The floor tilted as he patted down my chest, pressing his hands too long, too hard against my breasts, so very sore. I whimpered as quietly as I could. I bit my lower lip until I tasted blood. The security agent’s hands slid lower. It was getting difficult to keep count of the men who had no right to my body taking liberties. The agent crouched to the ground and leered up at me. I ignored him. He pressed my ankles between his hands, my calves between his hands, my thighs between his hands. The agent’s hands
were a blade, peeling me apart, slowly separating what remained of me. I felt everything. I looked into Michael’s eyes. The leash around my neck was so tight, the ringing in my ears so loud that my world reduced itself to nothing.
“Look at me,” my husband said again. He was eerily calm. It would be months before I understood he had no choice, that he had a singular purpose that day, to get me home, to make me safe. Christophe blinked slowly and yawned, waking up; my son smiled at me. I tried to return his smile but could not. Fresh bile bubbled in my throat.

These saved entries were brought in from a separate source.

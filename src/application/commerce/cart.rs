//! Cart lifecycle and item merge rules

use chrono::Utc;
use sea_orm::{
    ActiveModelTrait, ColumnTrait, ConnectionTrait, DatabaseConnection, EntityTrait,
    IntoActiveModel, QueryFilter, QueryOrder, Set, TransactionTrait,
};
use tracing::{debug, info};

use super::views::cart_views;
use crate::application::crud::ensure_exists;
use crate::domain::commerce::{CartResponse, CartSummary};
use crate::infrastructure::database::entities::{cart, cart_item, product, user};
use crate::shared::{DomainError, DomainResult};

/// The user's canonical cart, active or not
pub(crate) async fn find_cart<C: ConnectionTrait>(db: &C, user_id: i32) -> DomainResult<Option<cart::Model>> {
    Ok(cart::Entity::find()
        .filter(cart::Column::UserId.eq(user_id))
        .order_by_asc(cart::Column::Id)
        .one(db)
        .await?)
}

/// Finds the user's cart, reactivating it when inactive, or creates one
async fn resolve_cart<C: ConnectionTrait>(db: &C, user_id: i32) -> DomainResult<cart::Model> {
    match find_cart(db, user_id).await? {
        Some(existing) if existing.is_active => Ok(existing),
        Some(existing) => {
            let mut entity = existing.into_active_model();
            entity.is_active = Set(true);
            entity.updated_at = Set(Some(Utc::now()));
            let cart = entity.update(db).await?;
            debug!(user_id, cart_id = cart.id, "Cart reactivated");
            Ok(cart)
        }
        None => {
            ensure_exists::<user::Entity, _>(db, "User", user_id).await?;
            let cart = cart::ActiveModel {
                user_id: Set(user_id),
                is_active: Set(true),
                created_at: Set(Utc::now()),
                updated_at: Set(None),
                expires_at: Set(None),
                ..Default::default()
            }
            .insert(db)
            .await?;
            info!(user_id, cart_id = cart.id, "Cart created");
            Ok(cart)
        }
    }
}

async fn touch<C: ConnectionTrait>(db: &C, cart: cart::Model) -> DomainResult<cart::Model> {
    let mut entity = cart.into_active_model();
    entity.updated_at = Set(Some(Utc::now()));
    Ok(entity.update(db).await?)
}

/// Service for the per-user shopping cart
pub struct CartService {
    db: DatabaseConnection,
}

impl CartService {
    pub fn new(db: DatabaseConnection) -> Self {
        Self { db }
    }

    async fn view(&self, cart: cart::Model) -> DomainResult<CartResponse> {
        cart_views(&self.db, vec![cart])
            .await?
            .pop()
            .ok_or_else(|| DomainError::Storage("Cart view mapping returned nothing".to_string()))
    }

    async fn require_cart<C: ConnectionTrait>(&self, db: &C, user_id: i32) -> DomainResult<cart::Model> {
        find_cart(db, user_id)
            .await?
            .ok_or_else(|| DomainError::DomainRule(format!("No cart found for user {}.", user_id)))
    }

    async fn require_line<C: ConnectionTrait>(
        &self,
        db: &C,
        cart_id: i32,
        product_id: i32,
    ) -> DomainResult<cart_item::Model> {
        cart_item::Entity::find()
            .filter(cart_item::Column::CartId.eq(cart_id))
            .filter(cart_item::Column::ProductId.eq(product_id))
            .one(db)
            .await?
            .ok_or_else(|| {
                DomainError::DomainRule(format!("Product {} is not in the cart.", product_id))
            })
    }

    /// Returns the user's cart, reactivating or creating it as needed
    pub async fn get_or_create(&self, user_id: i32) -> DomainResult<CartResponse> {
        let txn = self.db.begin().await?;
        let cart = resolve_cart(&txn, user_id).await?;
        txn.commit().await?;
        self.view(cart).await
    }

    /// Adds `quantity` of a product, merging into an existing line
    pub async fn add_item(&self, user_id: i32, product_id: i32, quantity: i32) -> DomainResult<CartResponse> {
        if quantity < 1 {
            return Err(DomainError::Validation("Quantity must be at least 1".to_string()));
        }

        let txn = self.db.begin().await?;
        let cart = resolve_cart(&txn, user_id).await?;
        ensure_exists::<product::Entity, _>(&txn, "Product", product_id).await?;

        let existing = cart_item::Entity::find()
            .filter(cart_item::Column::CartId.eq(cart.id))
            .filter(cart_item::Column::ProductId.eq(product_id))
            .one(&txn)
            .await?;

        let now = Utc::now();
        match existing {
            Some(line) => {
                let merged = line.quantity + quantity;
                let mut entity = line.into_active_model();
                entity.quantity = Set(merged);
                entity.updated_at = Set(Some(now));
                entity.update(&txn).await?;
            }
            None => {
                cart_item::ActiveModel {
                    cart_id: Set(cart.id),
                    product_id: Set(product_id),
                    quantity: Set(quantity),
                    created_at: Set(now),
                    updated_at: Set(None),
                    ..Default::default()
                }
                .insert(&txn)
                .await?;
            }
        }
        let cart = touch(&txn, cart).await?;
        txn.commit().await?;

        debug!(user_id, product_id, quantity, "Item added to cart");
        self.view(cart).await
    }

    /// Sets a line's quantity; zero or less removes the line
    pub async fn update_item_quantity(
        &self,
        user_id: i32,
        product_id: i32,
        quantity: i32,
    ) -> DomainResult<CartResponse> {
        let txn = self.db.begin().await?;
        let cart = self.require_cart(&txn, user_id).await?;
        let line = self.require_line(&txn, cart.id, product_id).await?;

        if quantity <= 0 {
            cart_item::Entity::delete_by_id(line.id).exec(&txn).await?;
        } else {
            let mut entity = line.into_active_model();
            entity.quantity = Set(quantity);
            entity.updated_at = Set(Some(Utc::now()));
            entity.update(&txn).await?;
        }
        let cart = touch(&txn, cart).await?;
        txn.commit().await?;

        self.view(cart).await
    }

    pub async fn remove_item(&self, user_id: i32, product_id: i32) -> DomainResult<CartResponse> {
        let txn = self.db.begin().await?;
        let cart = self.require_cart(&txn, user_id).await?;
        let line = self.require_line(&txn, cart.id, product_id).await?;

        cart_item::Entity::delete_by_id(line.id).exec(&txn).await?;
        let cart = touch(&txn, cart).await?;
        txn.commit().await?;

        debug!(user_id, product_id, "Item removed from cart");
        self.view(cart).await
    }

    /// Drops every line and leaves the cart active
    pub async fn clear_cart(&self, user_id: i32) -> DomainResult<CartResponse> {
        let txn = self.db.begin().await?;
        let cart = self.require_cart(&txn, user_id).await?;

        let removed = cart_item::Entity::delete_many()
            .filter(cart_item::Column::CartId.eq(cart.id))
            .exec(&txn)
            .await?;

        let mut entity = cart.into_active_model();
        entity.is_active = Set(true);
        entity.updated_at = Set(Some(Utc::now()));
        let cart = entity.update(&txn).await?;
        txn.commit().await?;

        info!(user_id, lines = removed.rows_affected, "Cart cleared");
        self.view(cart).await
    }

    /// Deactivates the cart when it belongs to the user; false otherwise
    pub async fn deactivate_cart(&self, cart_id: i32, user_id: i32) -> DomainResult<bool> {
        let Some(cart) = cart::Entity::find_by_id(cart_id)
            .filter(cart::Column::UserId.eq(user_id))
            .one(&self.db)
            .await?
        else {
            return Ok(false);
        };

        let mut entity = cart.into_active_model();
        entity.is_active = Set(false);
        entity.updated_at = Set(Some(Utc::now()));
        entity.update(&self.db).await?;

        info!(user_id, cart_id, "Cart deactivated");
        Ok(true)
    }

    pub async fn list_carts_for_user(&self, user_id: i32) -> DomainResult<Vec<CartResponse>> {
        let carts = cart::Entity::find()
            .filter(cart::Column::UserId.eq(user_id))
            .order_by_asc(cart::Column::Id)
            .all(&self.db)
            .await?;
        cart_views(&self.db, carts).await
    }

    /// Item count and amount at current prices; zeros when the user has no cart
    pub async fn summary(&self, user_id: i32) -> DomainResult<CartSummary> {
        let Some(cart) = find_cart(&self.db, user_id).await? else {
            return Ok(CartSummary {
                user_id,
                cart_id: None,
                total_items: 0,
                total_amount: Default::default(),
            });
        };

        let view = self.view(cart).await?;
        Ok(CartSummary {
            user_id,
            cart_id: Some(view.id),
            total_items: view.total_items,
            total_amount: view.total_amount,
        })
    }
}

#[cfg(test)]
mod tests {
    use super::*;
    use rust_decimal::Decimal;

    use crate::test_utils::{create_product, create_user, test_db};

    #[tokio::test]
    async fn get_or_create_is_idempotent() {
        let db = test_db().await;
        let user = create_user(&db, "client").await;
        let service = CartService::new(db);

        let first = service.get_or_create(user.id).await.unwrap();
        let second = service.get_or_create(user.id).await.unwrap();
        assert_eq!(first.id, second.id);
        assert!(second.is_active);
        assert_eq!(service.list_carts_for_user(user.id).await.unwrap().len(), 1);
    }

    #[tokio::test]
    async fn unknown_user_gets_no_cart() {
        let service = CartService::new(test_db().await);
        let err = service.get_or_create(404).await.unwrap_err();
        assert!(matches!(err, DomainError::NotFound { entity: "User", .. }));
    }

    #[tokio::test]
    async fn adding_same_product_merges_lines() {
        let db = test_db().await;
        let user = create_user(&db, "client").await;
        let gel = create_product(&db, "Gel", Decimal::from(10)).await;
        let service = CartService::new(db);

        service.add_item(user.id, gel.id, 1).await.unwrap();
        let cart = service.add_item(user.id, gel.id, 2).await.unwrap();

        assert_eq!(cart.cart_items.len(), 1);
        assert_eq!(cart.cart_items[0].quantity, 3);
        assert!(cart.cart_items[0].updated_at.is_some());
        assert_eq!(cart.total_items, 3);
        assert_eq!(cart.total_amount, Decimal::from(30));
    }

    #[tokio::test]
    async fn add_item_checks_quantity_and_product() {
        let db = test_db().await;
        let user = create_user(&db, "client").await;
        let service = CartService::new(db);

        let err = service.add_item(user.id, 1, 0).await.unwrap_err();
        assert!(matches!(err, DomainError::Validation(_)));

        let err = service.add_item(user.id, 999, 1).await.unwrap_err();
        assert!(matches!(err, DomainError::NotFound { entity: "Product", .. }));
    }

    #[tokio::test]
    async fn zero_quantity_removes_line() {
        let db = test_db().await;
        let user = create_user(&db, "client").await;
        let gel = create_product(&db, "Gel", Decimal::from(10)).await;
        let wax = create_product(&db, "Wax", Decimal::from(12)).await;
        let service = CartService::new(db);

        service.add_item(user.id, gel.id, 1).await.unwrap();
        service.add_item(user.id, wax.id, 1).await.unwrap();

        let cart = service.update_item_quantity(user.id, gel.id, 5).await.unwrap();
        assert_eq!(cart.total_items, 6);

        let cart = service.update_item_quantity(user.id, gel.id, 0).await.unwrap();
        assert_eq!(cart.cart_items.len(), 1);
        assert_eq!(cart.cart_items[0].product_id, wax.id);

        let err = service.update_item_quantity(user.id, gel.id, 1).await.unwrap_err();
        assert!(matches!(err, DomainError::DomainRule(_)));
    }

    #[tokio::test]
    async fn operations_without_cart_are_rule_violations() {
        let db = test_db().await;
        let user = create_user(&db, "client").await;
        let service = CartService::new(db);

        assert!(matches!(
            service.remove_item(user.id, 1).await.unwrap_err(),
            DomainError::DomainRule(_)
        ));
        assert!(matches!(
            service.update_item_quantity(user.id, 1, 2).await.unwrap_err(),
            DomainError::DomainRule(_)
        ));
        assert!(matches!(
            service.clear_cart(user.id).await.unwrap_err(),
            DomainError::DomainRule(_)
        ));
    }

    #[tokio::test]
    async fn clear_reactivates_and_empties() {
        let db = test_db().await;
        let user = create_user(&db, "client").await;
        let gel = create_product(&db, "Gel", Decimal::from(10)).await;
        let service = CartService::new(db);

        let cart = service.add_item(user.id, gel.id, 2).await.unwrap();
        assert!(service.deactivate_cart(cart.id, user.id).await.unwrap());

        let cleared = service.clear_cart(user.id).await.unwrap();
        assert_eq!(cleared.id, cart.id);
        assert!(cleared.is_active);
        assert!(cleared.cart_items.is_empty());
    }

    #[tokio::test]
    async fn deactivate_checks_owner() {
        let db = test_db().await;
        let owner = create_user(&db, "owner").await;
        let other = create_user(&db, "other").await;
        let service = CartService::new(db);

        let cart = service.get_or_create(owner.id).await.unwrap();
        assert!(!service.deactivate_cart(cart.id, other.id).await.unwrap());
        assert!(service.deactivate_cart(cart.id, owner.id).await.unwrap());

        // The same cart comes back on the next lookup
        let again = service.get_or_create(owner.id).await.unwrap();
        assert_eq!(again.id, cart.id);
        assert!(again.is_active);
    }

    #[tokio::test]
    async fn summary_without_cart_is_zero() {
        let db = test_db().await;
        let user = create_user(&db, "client").await;
        let gel = create_product(&db, "Gel", Decimal::new(250, 2)).await;
        let service = CartService::new(db);

        let empty = service.summary(user.id).await.unwrap();
        assert_eq!(empty.cart_id, None);
        assert_eq!(empty.total_items, 0);
        assert_eq!(empty.total_amount, Decimal::ZERO);

        service.add_item(user.id, gel.id, 4).await.unwrap();
        let summary = service.summary(user.id).await.unwrap();
        assert!(summary.cart_id.is_some());
        assert_eq!(summary.total_items, 4);
        assert_eq!(summary.total_amount, Decimal::from(10));
    }
}
//! Hairstyle, facial hair and dye colour resources

use async_trait::async_trait;
use chrono::Utc;
use sea_orm::{
    ColumnTrait, Condition, DatabaseConnection, DatabaseTransaction, QueryFilter, Select, Set,
};

use crate::application::crud::{ensure_exists, ensure_unique, load_map, Resource};
use crate::domain::catalog::{
    DyingResponse, DyingSearch, DyingUpsertRequest, FacialHairResponse, FacialHairSearch,
    FacialHairUpsertRequest, HairstyleResponse, HairstyleSearch, HairstyleUpsertRequest,
};
use crate::infrastructure::database::entities::{dying, facial_hair, hairstyle, length};
use crate::shared::DomainResult;

// ── Hairstyle ───────────────────────────────────────────────────

pub struct HairstyleResource;

#[async_trait]
impl Resource for HairstyleResource {
    type Entity = hairstyle::Entity;
    type Model = hairstyle::Model;
    type ActiveModel = hairstyle::ActiveModel;
    type Search = HairstyleSearch;
    type Insert = HairstyleUpsertRequest;
    type Update = HairstyleUpsertRequest;
    type Response = HairstyleResponse;

    const NAME: &'static str = "Hairstyle";

    fn apply_filter(&self, mut query: Select<hairstyle::Entity>, search: &HairstyleSearch) -> Select<hairstyle::Entity> {
        if let Some(name) = search.name.as_deref().filter(|n| !n.is_empty()) {
            query = query.filter(hairstyle::Column::Name.contains(name));
        }
        if let Some(min) = search.min_price {
            query = query.filter(hairstyle::Column::Price.gte(min));
        }
        if let Some(max) = search.max_price {
            query = query.filter(hairstyle::Column::Price.lte(max));
        }
        if let Some(active) = search.is_active {
            query = query.filter(hairstyle::Column::IsActive.eq(active));
        }
        if let Some(length_id) = search.length_id {
            query = query.filter(hairstyle::Column::LengthId.eq(length_id));
        }
        query
    }

    fn full_text(&self, token: &str) -> Option<Condition> {
        Some(Condition::all().add(hairstyle::Column::Name.contains(token)))
    }

    fn new_active_model(&self, request: &HairstyleUpsertRequest) -> hairstyle::ActiveModel {
        hairstyle::ActiveModel {
            name: Set(request.name.clone()),
            image: Set(request.image.clone()),
            price: Set(request.price),
            is_active: Set(request.is_active),
            length_id: Set(request.length_id),
            created_at: Set(Utc::now()),
            ..Default::default()
        }
    }

    fn apply_update(&self, entity: &mut hairstyle::ActiveModel, request: &HairstyleUpsertRequest) {
        entity.name = Set(request.name.clone());
        entity.image = Set(request.image.clone());
        entity.price = Set(request.price);
        entity.is_active = Set(request.is_active);
        entity.length_id = Set(request.length_id);
    }

    async fn before_insert(
        &self,
        txn: &DatabaseTransaction,
        _entity: &mut hairstyle::ActiveModel,
        request: &HairstyleUpsertRequest,
    ) -> DomainResult<()> {
        ensure_exists::<length::Entity, _>(txn, "Length", request.length_id).await?;
        Ok(())
    }

    async fn before_update(
        &self,
        txn: &DatabaseTransaction,
        _current: &hairstyle::Model,
        _entity: &mut hairstyle::ActiveModel,
        request: &HairstyleUpsertRequest,
    ) -> DomainResult<()> {
        ensure_exists::<length::Entity, _>(txn, "Length", request.length_id).await?;
        Ok(())
    }

    async fn to_responses(
        &self,
        db: &DatabaseConnection,
        models: Vec<hairstyle::Model>,
    ) -> DomainResult<Vec<HairstyleResponse>> {
        let lengths = load_map::<length::Entity, _>(
            db,
            length::Column::Id,
            models.iter().map(|h| h.length_id).collect(),
            |l| l.id,
        )
        .await?;

        Ok(models
            .into_iter()
            .map(|h| HairstyleResponse {
                length_name: lengths
                    .get(&h.length_id)
                    .map(|l| l.name.clone())
                    .unwrap_or_default(),
                id: h.id,
                name: h.name,
                image: h.image,
                price: h.price,
                is_active: h.is_active,
                created_at: h.created_at,
                length_id: h.length_id,
            })
            .collect())
    }
}

// ── Facial hair ─────────────────────────────────────────────────

pub struct FacialHairResource;

#[async_trait]
impl Resource for FacialHairResource {
    type Entity = facial_hair::Entity;
    type Model = facial_hair::Model;
    type ActiveModel = facial_hair::ActiveModel;
    type Search = FacialHairSearch;
    type Insert = FacialHairUpsertRequest;
    type Update = FacialHairUpsertRequest;
    type Response = FacialHairResponse;

    const NAME: &'static str = "FacialHair";

    fn apply_filter(
        &self,
        mut query: Select<facial_hair::Entity>,
        search: &FacialHairSearch,
    ) -> Select<facial_hair::Entity> {
        if let Some(name) = search.name.as_deref().filter(|n| !n.is_empty()) {
            query = query.filter(facial_hair::Column::Name.contains(name));
        }
        if let Some(min) = search.min_price {
            query = query.filter(facial_hair::Column::Price.gte(min));
        }
        if let Some(max) = search.max_price {
            query = query.filter(facial_hair::Column::Price.lte(max));
        }
        if let Some(active) = search.is_active {
            query = query.filter(facial_hair::Column::IsActive.eq(active));
        }
        query
    }

    fn full_text(&self, token: &str) -> Option<Condition> {
        Some(Condition::all().add(facial_hair::Column::Name.contains(token)))
    }

    fn new_active_model(&self, request: &FacialHairUpsertRequest) -> facial_hair::ActiveModel {
        facial_hair::ActiveModel {
            name: Set(request.name.clone()),
            image: Set(request.image.clone()),
            price: Set(request.price),
            is_active: Set(request.is_active),
            created_at: Set(Utc::now()),
            ..Default::default()
        }
    }

    fn apply_update(&self, entity: &mut facial_hair::ActiveModel, request: &FacialHairUpsertRequest) {
        entity.name = Set(request.name.clone());
        entity.image = Set(request.image.clone());
        entity.price = Set(request.price);
        entity.is_active = Set(request.is_active);
    }

    async fn before_insert(
        &self,
        txn: &DatabaseTransaction,
        _entity: &mut facial_hair::ActiveModel,
        request: &FacialHairUpsertRequest,
    ) -> DomainResult<()> {
        ensure_unique::<facial_hair::Entity, _>(
            txn,
            facial_hair::Column::Name,
            facial_hair::Column::Id,
            &request.name,
            None,
            "A facial hair style with this name already exists.",
        )
        .await
    }

    async fn before_update(
        &self,
        txn: &DatabaseTransaction,
        current: &facial_hair::Model,
        _entity: &mut facial_hair::ActiveModel,
        request: &FacialHairUpsertRequest,
    ) -> DomainResult<()> {
        ensure_unique::<facial_hair::Entity, _>(
            txn,
            facial_hair::Column::Name,
            facial_hair::Column::Id,
            &request.name,
            Some(current.id),
            "A facial hair style with this name already exists.",
        )
        .await
    }

    async fn to_responses(
        &self,
        _db: &DatabaseConnection,
        models: Vec<facial_hair::Model>,
    ) -> DomainResult<Vec<FacialHairResponse>> {
        Ok(models
            .into_iter()
            .map(|f| FacialHairResponse {
                id: f.id,
                name: f.name,
                image: f.image,
                price: f.price,
                is_active: f.is_active,
                created_at: f.created_at,
            })
            .collect())
    }
}

// ── Dye colour ──────────────────────────────────────────────────

pub struct DyingResource;

#[async_trait]
impl Resource for DyingResource {
    type Entity = dying::Entity;
    type Model = dying::Model;
    type ActiveModel = dying::ActiveModel;
    type Search = DyingSearch;
    type Insert = DyingUpsertRequest;
    type Update = DyingUpsertRequest;
    type Response = DyingResponse;

    const NAME: &'static str = "Dying";

    fn apply_filter(&self, mut query: Select<dying::Entity>, search: &DyingSearch) -> Select<dying::Entity> {
        if let Some(name) = search.name.as_deref().filter(|n| !n.is_empty()) {
            query = query.filter(dying::Column::Name.contains(name));
        }
        if let Some(hex) = search.hex_code.as_deref().filter(|h| !h.is_empty()) {
            query = query.filter(dying::Column::HexCode.contains(hex));
        }
        if let Some(active) = search.is_active {
            query = query.filter(dying::Column::IsActive.eq(active));
        }
        query
    }

    fn full_text(&self, token: &str) -> Option<Condition> {
        Some(
            Condition::any()
                .add(dying::Column::Name.contains(token))
                .add(dying::Column::HexCode.contains(token)),
        )
    }

    fn new_active_model(&self, request: &DyingUpsertRequest) -> dying::ActiveModel {
        dying::ActiveModel {
            name: Set(request.name.clone()),
            hex_code: Set(request.hex_code.clone()),
            is_active: Set(request.is_active),
            created_at: Set(Utc::now()),
            ..Default::default()
        }
    }

    fn apply_update(&self, entity: &mut dying::ActiveModel, request: &DyingUpsertRequest) {
        entity.name = Set(request.name.clone());
        entity.hex_code = Set(request.hex_code.clone());
        entity.is_active = Set(request.is_active);
    }

    async fn before_insert(
        &self,
        txn: &DatabaseTransaction,
        _entity: &mut dying::ActiveModel,
        request: &DyingUpsertRequest,
    ) -> DomainResult<()> {
        ensure_unique::<dying::Entity, _>(
            txn,
            dying::Column::Name,
            dying::Column::Id,
            &request.name,
            None,
            "A dye color with this name already exists.",
        )
        .await
    }

    async fn before_update(
        &self,
        txn: &DatabaseTransaction,
        current: &dying::Model,
        _entity: &mut dying::ActiveModel,
        request: &DyingUpsertRequest,
    ) -> DomainResult<()> {
        ensure_unique::<dying::Entity, _>(
            txn,
            dying::Column::Name,
            dying::Column::Id,
            &request.name,
            Some(current.id),
            "A dye color with this name already exists.",
        )
        .await
    }

    async fn to_responses(
        &self,
        _db: &DatabaseConnection,
        models: Vec<dying::Model>,
    ) -> DomainResult<Vec<DyingResponse>> {
        Ok(models
            .into_iter()
            .map(|d| DyingResponse {
                id: d.id,
                name: d.name,
                hex_code: d.hex_code,
                is_active: d.is_active,
                created_at: d.created_at,
            })
            .collect())
    }
}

When he was finished, the security agent returned my ticket and passport. Michael walked through the metal detector without incident and glared at the agent as he retrieved the stroller, our carry-ons. We sat at the gate and Michael tried to talk to me, to reach me but I was no longer there, I was no one again, surrounded by strangers, sitting next to the husband and child of another woman. On the plane, I recognized almost everyone in the first-class cabin. They stared and whispered. I hid behind my sunglasses. The plane took off and I stared out the window at the sparkling ocean. Nowhere is Haiti more beautiful than from high in the sky.
After a time, the captain turned off the seat belt sign. I stood and stepped into the aisle.
Michael moved to follow me. “Where are you going?”
“The bathroom. What are you, the hall monitor?”
He sat back down. “I am just trying to help.”
“Leave me alone if you really want to help.”
He ignored me, said, “I’ll be here, waiting.”
I sighed, so tired, so sick of everything. “We’re on an airplane. Honestly, where else would you be, Michael?” I walked away.
In the cramped bathroom I stared at the stranger in the mirror. I was taken aback by the weight I had lost. My clothes hung from my body like they belonged to a woman twice my size. The wide streak of silver seemed even brighter. I filled the small metal sink with water and washed my face and my hands. I wanted to wash my entire body again. I was never going to get clean. I tried to count the number of hours between that moment and when I could take a shower in my own bathroom. There were too many. I dabbed water against my dry lips and sat down on the toilet. I leaned forward and tried to forget about the leash around my neck or the walls of the bathroom closing in on me. There was knock at the door.